WASHINGTON — El regulador de la aviación estadounidense emitió este viernes una advertencia a las aeronaves civiles que circulan por el espacio aéreo venezolano, citando los peligros del "aumento de la actividad militar" en medio de un importante despliegue de fuerzas estadounidenses en la región.
La Administración Federal de Aviación (FAA) instó a las aeronaves en la zona a "extremar la precaución" debido al "empeoramiento de la situación de seguridad y al aumento de la actividad militar en Venezuela y sus alrededores".
"Las amenazas podrían representar un riesgo potencial para las aeronaves a todas las altitudes, incluso durante el sobrevuelo, las fases de llegada y salida del vuelo, y/o para los aeropuertos y las aeronaves en tierra", indicó.
"Se recomienda a los operadores extremar la precaución al operar en la Región de Información de Vuelo de Maiquetía (SVZM FIR) a todas las altitudes debido al deterioro de la situación de seguridad y al aumento de la actividad militar en Venezuela o sus alrededores", indicó el organismo estadounidense en un comunicado.
Washington ha enviado un grupo de ataque de portaaviones, otros buques de guerra y aeronaves furtivas a la región, un despliegue que, según afirma, tiene como objetivo frenar el narcotráfico, pero que ha generado temores en la dictadura chavista de que el objetivo sea un cambio de régimen.

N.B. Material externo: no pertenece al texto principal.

//! Schedule submission with size-aware batching.
//!
//! Small runs go up in one request with a timeout scaled to the payload
//! size. Large runs (over the size and row thresholds) are split into
//! fixed-size batches submitted strictly sequentially; each batch must be
//! acknowledged before the next is sent, and the first failure aborts the
//! run. Earlier batches are not rolled back: the write policy is
//! at-least-once and non-atomic, and every request carries the generation
//! run id so a backend upsert keyed on it makes retries safe.

use super::client::ApiClient;
use super::error::ApiError;
use crate::model::Assignment;
use chrono::NaiveDate;
use rand::Rng;
use serde::Serialize;
use serde_json::{json, Value};
use std::time::{Duration, Instant};
use tracing::{error, info, warn};

/// Rows per batch in batch mode.
pub const BATCH_SIZE: usize = 2000;

/// Fixed per-batch request timeout.
pub const BATCH_TIMEOUT: Duration = Duration::from_secs(60);

/// Body ceiling for a single-shot submission.
const SINGLE_SHOT_LIMIT_MB: u64 = 100;

/// Body ceiling for one batch request.
const BATCH_LIMIT_MB: u64 = 20;

/// Batch mode is selected up front only when the payload exceeds this size
/// AND [`BATCH_ROW_THRESHOLD`].
const BATCH_SIZE_THRESHOLD_MB: f64 = 10.0;
const BATCH_ROW_THRESHOLD: usize = 1000;

/// Minimum row count for falling back to batch mode after a
/// payload-too-large rejection of a single-shot attempt.
const FALLBACK_ROW_THRESHOLD: usize = 500;

/// Parameters common to every submission request of a run.
#[derive(Debug, Clone, Serialize)]
pub struct SubmissionParams {
    pub department_id: i64,
    pub semester_start: NaiveDate,
    pub total_weeks: u32,
    /// Deterministic run id; doubles as the backend's idempotency key.
    pub generation_run_id: String,
    #[serde(skip_serializing_if = "Option::is_none")]
    pub notes: Option<String>,
}

/// How a submission will be delivered.
#[derive(Debug, Clone, PartialEq, Eq)]
pub enum SubmitStrategy {
    SingleShot { timeout: Duration },
    Batched,
}

/// Picks the delivery strategy for a payload.
///
/// Both thresholds must be exceeded for up-front batch mode; a payload
/// that is big in bytes but short in rows still goes single-shot (and may
/// fall back after a 413).
pub fn select_strategy(payload_mb: f64, rows: usize) -> SubmitStrategy {
    if payload_mb > BATCH_SIZE_THRESHOLD_MB && rows > BATCH_ROW_THRESHOLD {
        SubmitStrategy::Batched
    } else {
        SubmitStrategy::SingleShot {
            timeout: single_shot_timeout(payload_mb),
        }
    }
}

/// Single-shot timeout: 10 s per MB, clamped to 30 s..=180 s.
pub fn single_shot_timeout(payload_mb: f64) -> Duration {
    let ms = (payload_mb * 10_000.0).clamp(30_000.0, 180_000.0);
    Duration::from_millis(ms as u64)
}

fn payload_mb(serialized_len: usize) -> f64 {
    serialized_len as f64 / (1024.0 * 1024.0)
}

/// Submits a generated assignment list to `POST /schedule/generate`.
///
/// Returns the backend's response body; in batch mode this is the last
/// batch's body augmented with a `batchProcessing` summary.
pub async fn submit_schedule(
    client: &ApiClient,
    params: &SubmissionParams,
    details: &[Assignment],
) -> Result<Value, ApiError> {
    let correlation_id = generate_correlation_id();
    let payload = build_payload(params, details);
    let serialized_len = serde_json::to_string(&payload)?.len();
    let size_mb = payload_mb(serialized_len);

    info!(
        correlation_id = %correlation_id,
        run_id = %params.generation_run_id,
        rows = details.len(),
        size_mb,
        "Submitting schedule"
    );

    match select_strategy(size_mb, details.len()) {
        SubmitStrategy::Batched => {
            submit_batched(client, params, details, &correlation_id).await
        }
        SubmitStrategy::SingleShot { timeout } => {
            if size_mb > SINGLE_SHOT_LIMIT_MB as f64 {
                return Err(ApiError::PayloadTooLarge {
                    size_mb,
                    limit_mb: SINGLE_SHOT_LIMIT_MB,
                });
            }

            match post_schedule(client, &payload, timeout).await {
                Ok(body) => Ok(body),
                Err(e) if e.is_payload_too_large() && details.len() > FALLBACK_ROW_THRESHOLD => {
                    warn!(
                        correlation_id = %correlation_id,
                        error = %e,
                        "Single-shot submission rejected for size, retrying in batches"
                    );
                    submit_batched(client, params, details, &correlation_id).await
                }
                Err(e) => Err(e),
            }
        }
    }
}

/// Submits the assignment list as sequential fixed-size batches.
async fn submit_batched(
    client: &ApiClient,
    params: &SubmissionParams,
    details: &[Assignment],
    correlation_id: &str,
) -> Result<Value, ApiError> {
    let chunks: Vec<&[Assignment]> = details.chunks(BATCH_SIZE).collect();
    let total_batches = chunks.len();
    let start = Instant::now();

    info!(
        correlation_id = %correlation_id,
        total_batches,
        rows = details.len(),
        "Starting batch submission"
    );

    let mut last_response = Value::Null;
    let mut total_processed = 0usize;

    for (index, chunk) in chunks.iter().enumerate() {
        let batch_id = index + 1;
        let payload = build_batch_payload(params, chunk, batch_id, total_batches);
        let serialized_len = serde_json::to_string(&payload)?.len();
        let size_mb = payload_mb(serialized_len);
        if size_mb > BATCH_LIMIT_MB as f64 {
            return Err(ApiError::PayloadTooLarge {
                size_mb,
                limit_mb: BATCH_LIMIT_MB,
            });
        }

        match post_schedule(client, &payload, BATCH_TIMEOUT).await {
            Ok(body) => {
                total_processed += chunk.len();
                info!(
                    correlation_id = %correlation_id,
                    batch = batch_id,
                    total_batches,
                    rows = chunk.len(),
                    "Batch acknowledged"
                );
                last_response = body;
            }
            Err(e) => {
                // No rollback of earlier batches; the error names the
                // failing batch so the caller knows how far the run got.
                error!(
                    correlation_id = %correlation_id,
                    batch = batch_id,
                    total_batches,
                    error = %e,
                    "Batch submission failed, aborting run"
                );
                return Err(ApiError::BatchFailed {
                    batch: batch_id,
                    total: total_batches,
                    message: e.to_string(),
                });
            }
        }
    }

    info!(
        correlation_id = %correlation_id,
        total_batches,
        total_processed,
        elapsed_ms = start.elapsed().as_millis() as u64,
        "Batch submission complete"
    );

    Ok(aggregate_batch_result(
        last_response,
        total_batches,
        total_processed,
    ))
}

/// Issues one `POST /schedule/generate` request and validates the ack.
async fn post_schedule(
    client: &ApiClient,
    payload: &Value,
    timeout: Duration,
) -> Result<Value, ApiError> {
    let url = client.endpoint("schedule/generate");
    let response = client
        .submit_client()
        .post(&url)
        .timeout(timeout)
        .json(payload)
        .send()
        .await?;

    let status = response.status();
    if !status.is_success() {
        let body = response.text().await.unwrap_or_default();
        return Err(ApiError::UnexpectedStatus {
            status: status.as_u16(),
            message: body,
        });
    }

    let body: Value = response.json().await.map_err(|e| ApiError::Decode {
        message: e.to_string(),
    })?;

    // The backend acknowledges with { "success": true, ... }.
    match body.get("success").and_then(Value::as_bool) {
        Some(true) => Ok(body),
        _ => {
            let message = body
                .get("message")
                .and_then(Value::as_str)
                .unwrap_or("backend did not report success")
                .to_string();
            Err(ApiError::Rejected { message })
        }
    }
}

fn build_payload(params: &SubmissionParams, details: &[Assignment]) -> Value {
    let mut body = serde_json::to_value(params).unwrap_or(Value::Null);
    body["schedule_details"] = serde_json::to_value(details).unwrap_or(Value::Null);
    body
}

fn build_batch_payload(
    params: &SubmissionParams,
    chunk: &[Assignment],
    batch_id: usize,
    total_batches: usize,
) -> Value {
    let mut body = build_payload(params, chunk);
    body["is_batch_process"] = json!(true);
    body["batch_id"] = json!(batch_id);
    body["total_batches"] = json!(total_batches);
    body
}

/// Augments the final batch response with the run-wide totals.
fn aggregate_batch_result(mut last: Value, total_batches: usize, total_processed: usize) -> Value {
    if !last.is_object() {
        last = json!({ "success": true });
    }
    last["batchProcessing"] = json!({
        "totalBatches": total_batches,
        "totalProcessed": total_processed,
    });
    last
}

/// Generates a unique correlation ID for request tracing.
fn generate_correlation_id() -> String {
    use std::time::{SystemTime, UNIX_EPOCH};
    let timestamp = SystemTime::now()
        .duration_since(UNIX_EPOCH)
        .unwrap_or_default()
        .as_micros();
    let random: u32 = rand::thread_rng().gen();
    format!("{:x}-{:08x}", timestamp & 0xFFFFFFFF, random)
}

La advertencia a las aeronaves se produce pocos días antes de que entre en vigor la designación por Estados Unidos como organización terrorista de un cártel narcotraficante supuestamente liderado por el gobernante de Venezuela, Nicolás Maduro, una medida que algunos creen que podría presagiar una acción militar contra ese régimen.
Desde principios de septiembre, las fuerzas estadounidenses han atacado más de 20 embarcaciones presuntamente dedicadas al narcotráfico en el mar Caribe y el Pacífico oriental, causando la muerte de más de 80 personas.
Aumento de interferencias
La FAA apuntó que desde septiembre han registrado un aumento de las interferencias en el país y una mayor actividad militar por parte del Estado venezolano. Aunque por el momento asegura que Venezuela no ha manifestado la intención de atacar a aviones civiles, han advertido de su capacidad militar para llevar a cabo ataques de este tipo.
"Sus fuerzas armadas poseen aviones de combate avanzados y múltiples sistemas de armas capaces de alcanzar o superar las altitudes de operación de las aeronaves civiles, además del riesgo potencial a baja altitud que representan los sistemas portátiles de defensa aérea (MANPADS) y la artillería antiaérea", reza la nota.
En este sentido, varios aviones habrían notificado a la FAA recientemente problemas relacionados con interferencias mientras se encontraban sobrevolando el espacio aéreo venezolano. "En algunos casos, provocó efectos persistentes durante todo el vuelo", advirtió.
"Los inhibidores y suplantadores de GNSS (Sistema Global de Navegación por Satélite) pueden afectar a las aeronaves hasta 250 millas náuticas y pueden impactar una amplia variedad de equipos críticos de comunicación, navegación, vigilancia y seguridad a bordo", afirman.
El organismo mantendrá la vigilancia en la región y han sostenido que llevarán a cabo las medidas "necesarias" para defender la seguridad de los vuelos.
Aumento de la represión
Maduro reaccionó con un nuevo movimiento para blindar su estructura de control interno, apenas días después de que Washington endureciera las acciones contra el llamado Cartel de los Soles, organización narcoterrorista que estaría liderada por el régimen, según informes de inteligencia.
La reciente aprobación de la Ley del Comando para la Defensa Integral de la Nación se interpreta como un intento de “legalizar la represión” y consolidar un mecanismo institucional para amedrentar a la población.
La ley, promulgada por el dictador, establece un sistema paralelo de control territorial, articulado entre la Fuerza Armada Nacional Bolivariana (FANB), gobernaciones, alcaldías y organizaciones del llamado Poder Popular, con amplias competencias para “planificar, coordinar y ejecutar” acciones ante cualquier “amenaza o agresión” que, en términos del régimen, ponga en riesgo “la independencia, la soberanía o la tranquilidad de la República”.
El articulado describe al nuevo Comando para la Defensa Integral de la Nación como una instancia encargada de “integrar, articular y dirigir” todos los órganos de defensa interna. La estructura tiene potestad para recopilar información sobre las comunidades, coordinar operaciones con los cuerpos de seguridad, supervisar servicios públicos y evaluar “patrones y riesgos” en cada territorio mediante Salas Situacionales.